→ **Exercise aim**:
Your answer is a copy of every line in the records where "pair" appears.

→ **Input data**:

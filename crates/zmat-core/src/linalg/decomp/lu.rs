//! LU decomposition with partial pivoting over the complex field.
//!
//! Decomposes a square matrix `A` into `PA = LU` where:
//! - `P` is a permutation matrix (stored as a pivot vector)
//! - `L` is lower triangular with unit diagonal
//! - `U` is upper triangular
//!
//! Pivot rows are chosen by largest squared magnitude `re^2 + im^2` in the
//! current column. All divisions go through [`complex::div`].

use crate::complex::{self, Complex64};
use crate::error::{CoreError, Result};
use crate::matrix::CMatrix;

/// Result of an LU decomposition with partial pivoting.
///
/// Stores the factorization `PA = LU` in compact form: `L` and `U` are
/// packed into a single complex matrix (the unit diagonal of `L` is
/// implicit), and the permutation is stored as a pivot index vector.
///
/// A value of this type only exists for a successfully factored matrix, so
/// [`solve`](Self::solve), [`inverse`](Self::inverse) and
/// [`det`](Self::det) never run against a missing factorization.
#[derive(Debug, Clone)]
pub struct LuDecomposition {
    /// Packed LU matrix: lower triangle holds L (without diagonal),
    /// upper triangle (including diagonal) holds U.
    lu: CMatrix,
    /// Row `i` of `PA` is row `pivots[i]` of `A`.
    pivots: Vec<usize>,
    /// Number of row interchanges performed.
    row_swaps: usize,
}

impl LuDecomposition {
    /// Perform LU decomposition with partial pivoting on a square matrix.
    /// `a` is copied and left untouched.
    ///
    /// Returns [`CoreError::DimensionMismatch`] for a non-square matrix and
    /// [`CoreError::SingularMatrix`] when a pivot column is entirely zero.
    /// Success does not imply a well-conditioned matrix; see
    /// [`quality`](Self::quality).
    ///
    /// ```
    /// # use zmat_core::matrix::CMatrix;
    /// # use zmat_core::linalg::decomp::LuDecomposition;
    /// // [[1+i, 2], [3, 4-i]] has determinant -1 + 3i
    /// let a = CMatrix::from_interleaved(vec![1.0, 1.0, 2.0, 0.0, 3.0, 0.0, 4.0, -1.0], 2, 2)
    ///     .unwrap();
    /// let det = LuDecomposition::decompose(&a).unwrap().det();
    /// assert!((det.re + 1.0).abs() < 1e-12);
    /// assert!((det.im - 3.0).abs() < 1e-12);
    /// ```
    pub fn decompose(a: &CMatrix) -> Result<Self> {
        check_square(a)?;
        Self::decompose_owned(a.copy())
    }

    /// Like [`decompose`](Self::decompose) but factors `a` in its own
    /// storage, avoiding the copy.
    pub fn decompose_owned(mut a: CMatrix) -> Result<Self> {
        check_square(&a)?;
        let n = a.num_rows();
        let stride = a.row_stride();
        let lu = a.as_mut_slice();
        let mut pivots: Vec<usize> = (0..n).collect();
        let mut row_swaps = 0;

        for k in 0..n {
            // Find pivot: row with largest |lu[i, k]|^2 for i >= k
            let mut max_val = complex::magnitude2(lu[k * stride + 2 * k], lu[k * stride + 2 * k + 1]);
            let mut max_row = k;
            for i in (k + 1)..n {
                let idx = i * stride + 2 * k;
                let val = complex::magnitude2(lu[idx], lu[idx + 1]);
                if val > max_val {
                    max_val = val;
                    max_row = i;
                }
            }

            if max_val == 0.0 {
                log::warn!("LU {n}x{n}: column {k} has no nonzero pivot candidate");
                return Err(CoreError::SingularMatrix);
            }

            // Swap rows if needed
            if max_row != k {
                for j in 0..2 * n {
                    lu.swap(k * stride + j, max_row * stride + j);
                }
                pivots.swap(k, max_row);
                row_swaps += 1;
            }

            let pr = lu[k * stride + 2 * k];
            let pi = lu[k * stride + 2 * k + 1];

            // Eliminate below the pivot
            for i in (k + 1)..n {
                let row = i * stride;
                let (fr, fi) = complex::div(lu[row + 2 * k], lu[row + 2 * k + 1], pr, pi);
                lu[row + 2 * k] = fr; // Store L factor
                lu[row + 2 * k + 1] = fi;

                for j in (k + 1)..n {
                    let (ur, ui) = (lu[k * stride + 2 * j], lu[k * stride + 2 * j + 1]);
                    let (mr, mi) = complex::mul(fr, fi, ur, ui);
                    lu[row + 2 * j] -= mr;
                    lu[row + 2 * j + 1] -= mi;
                }
            }
        }

        log::debug!("LU {n}x{n}: factored with {row_swaps} row swaps");
        Ok(Self {
            lu: a,
            pivots,
            row_swaps,
        })
    }

    /// Dimension `n` of the factored `n x n` matrix.
    #[inline]
    pub fn size(&self) -> usize {
        self.pivots.len()
    }

    /// The permutation pivot vector.
    pub fn pivots(&self) -> &[usize] {
        &self.pivots
    }

    /// Number of row interchanges performed while pivoting.
    pub fn row_swaps(&self) -> usize {
        self.row_swaps
    }

    /// The packed `L\U` matrix.
    pub fn packed(&self) -> &CMatrix {
        &self.lu
    }

    /// Extract the lower triangular matrix `L` (with unit diagonal).
    pub fn lower(&self) -> CMatrix {
        let n = self.size();
        let mut l = CMatrix::new(n, n);
        for i in 0..n {
            let dst = l.row_mut(i);
            dst[2 * i] = 1.0; // Unit diagonal
            dst[..2 * i].copy_from_slice(&self.lu.row(i)[..2 * i]);
        }
        l
    }

    /// Extract the upper triangular matrix `U`.
    pub fn upper(&self) -> CMatrix {
        let n = self.size();
        let mut u = CMatrix::new(n, n);
        for i in 0..n {
            u.row_mut(i)[2 * i..].copy_from_slice(&self.lu.row(i)[2 * i..]);
        }
        u
    }

    /// Extract the permutation matrix `P`.
    pub fn permutation(&self) -> CMatrix {
        let n = self.size();
        let mut p = CMatrix::new(n, n);
        for (i, &pi) in self.pivots.iter().enumerate() {
            p.row_mut(i)[2 * pi] = 1.0;
        }
        p
    }

    /// Compute the determinant from the LU factorization.
    ///
    /// `det(A) = (-1)^swaps * product(diag(U))`
    pub fn det(&self) -> Complex64 {
        let mut d = Complex64::new(1.0, 0.0);
        for i in 0..self.size() {
            let idx = self.lu.index(i, i);
            let u = self.lu.as_slice();
            d *= Complex64::new(u[idx], u[idx + 1]);
        }
        if self.row_swaps % 2 == 1 { -d } else { d }
    }

    /// Conditioning indicator `prod(|u_ii| / max|u_ii|)`.
    ///
    /// `1` for a perfectly scaled diagonal, approaching `0` as the matrix
    /// approaches singularity.
    pub fn quality(&self) -> f64 {
        let n = self.size();
        let diag: Vec<f64> = (0..n)
            .map(|i| {
                let idx = self.lu.index(i, i);
                let u = self.lu.as_slice();
                complex::magnitude(u[idx], u[idx + 1])
            })
            .collect();
        let max = diag.iter().copied().fold(0.0, f64::max);
        if max == 0.0 {
            return 0.0;
        }
        diag.iter().map(|&d| d / max).product()
    }

    /// Solve `A X = B` for every column of `b`, writing the result into `x`.
    ///
    /// `b` must have `n` rows and `x` the same shape as `b`.
    pub fn solve(&self, b: &CMatrix, x: &mut CMatrix) -> Result<()> {
        self.check_rhs(b)?;
        b.check_same_shape(x.shape())?;
        let n = self.size();
        let mut col = vec![0.0; 2 * n];
        for c in 0..b.num_cols() {
            // Apply permutation: Pb
            for (i, &pi) in self.pivots.iter().enumerate() {
                let src = b.index(pi, c);
                col[2 * i] = b.as_slice()[src];
                col[2 * i + 1] = b.as_slice()[src + 1];
            }
            self.substitute(&mut col);
            scatter_column(&col, x, c);
        }
        Ok(())
    }

    /// Solve `A X = B` overwriting `bx` (holding `B`) with `X`.
    pub fn solve_in_place(&self, bx: &mut CMatrix) -> Result<()> {
        self.check_rhs(bx)?;
        let n = self.size();
        let mut col = vec![0.0; 2 * n];
        for c in 0..bx.num_cols() {
            for (i, &pi) in self.pivots.iter().enumerate() {
                let src = bx.index(pi, c);
                col[2 * i] = bx.as_slice()[src];
                col[2 * i + 1] = bx.as_slice()[src + 1];
            }
            self.substitute(&mut col);
            scatter_column(&col, bx, c);
        }
        Ok(())
    }

    /// Compute the inverse matrix using the LU factorization.
    ///
    /// Solves `AX = I` column by column.
    pub fn inverse(&self) -> CMatrix {
        let n = self.size();
        let mut inv = CMatrix::new(n, n);
        self.fill_inverse(&mut inv);
        inv
    }

    /// Write the inverse into `output`, which must be `n x n`.
    pub fn inverse_into(&self, output: &mut CMatrix) -> Result<()> {
        let n = self.size();
        if output.shape() != [n, n] {
            return Err(CoreError::DimensionMismatch {
                expected: vec![n, n],
                got: output.shape().to_vec(),
            });
        }
        self.fill_inverse(output);
        Ok(())
    }

    fn fill_inverse(&self, output: &mut CMatrix) {
        let n = self.size();
        let mut col = vec![0.0; 2 * n];
        for c in 0..n {
            // P e_c
            for (i, &pi) in self.pivots.iter().enumerate() {
                col[2 * i] = if pi == c { 1.0 } else { 0.0 };
                col[2 * i + 1] = 0.0;
            }
            self.substitute(&mut col);
            scatter_column(&col, output, c);
        }
    }

    /// Forward substitution with `L` then back substitution with `U` on one
    /// permuted interleaved column.
    fn substitute(&self, x: &mut [f64]) {
        let n = self.size();

        // Forward substitution: Ly = Pb
        for i in 1..n {
            let row = self.lu.row(i);
            let (mut sr, mut si) = (x[2 * i], x[2 * i + 1]);
            for j in 0..i {
                let (mr, mi) = complex::mul(row[2 * j], row[2 * j + 1], x[2 * j], x[2 * j + 1]);
                sr -= mr;
                si -= mi;
            }
            x[2 * i] = sr;
            x[2 * i + 1] = si;
        }

        // Back substitution: Ux = y
        for i in (0..n).rev() {
            let row = self.lu.row(i);
            let (mut sr, mut si) = (x[2 * i], x[2 * i + 1]);
            for j in (i + 1)..n {
                let (mr, mi) = complex::mul(row[2 * j], row[2 * j + 1], x[2 * j], x[2 * j + 1]);
                sr -= mr;
                si -= mi;
            }
            let (qr, qi) = complex::div(sr, si, row[2 * i], row[2 * i + 1]);
            x[2 * i] = qr;
            x[2 * i + 1] = qi;
        }
    }

    fn check_rhs(&self, b: &CMatrix) -> Result<()> {
        if b.num_rows() != self.size() {
            return Err(CoreError::DimensionMismatch {
                expected: vec![self.size(), b.num_cols()],
                got: b.shape().to_vec(),
            });
        }
        Ok(())
    }
}

pub(crate) fn check_square(a: &CMatrix) -> Result<()> {
    if !a.is_square() {
        return Err(CoreError::DimensionMismatch {
            expected: vec![a.num_rows(), a.num_rows()],
            got: a.shape().to_vec(),
        });
    }
    Ok(())
}

fn scatter_column(col: &[f64], x: &mut CMatrix, c: usize) {
    for (i, pair) in col.chunks_exact(2).enumerate() {
        let dst = x.index(i, c);
        let data = x.as_mut_slice();
        data[dst] = pair[0];
        data[dst + 1] = pair[1];
    }
}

→ **Reply**:
    for (i, pair) in col.chunks_exact(2).enumerate() {
        data[dst] = pair[0];
        data[dst + 1] = pair[1];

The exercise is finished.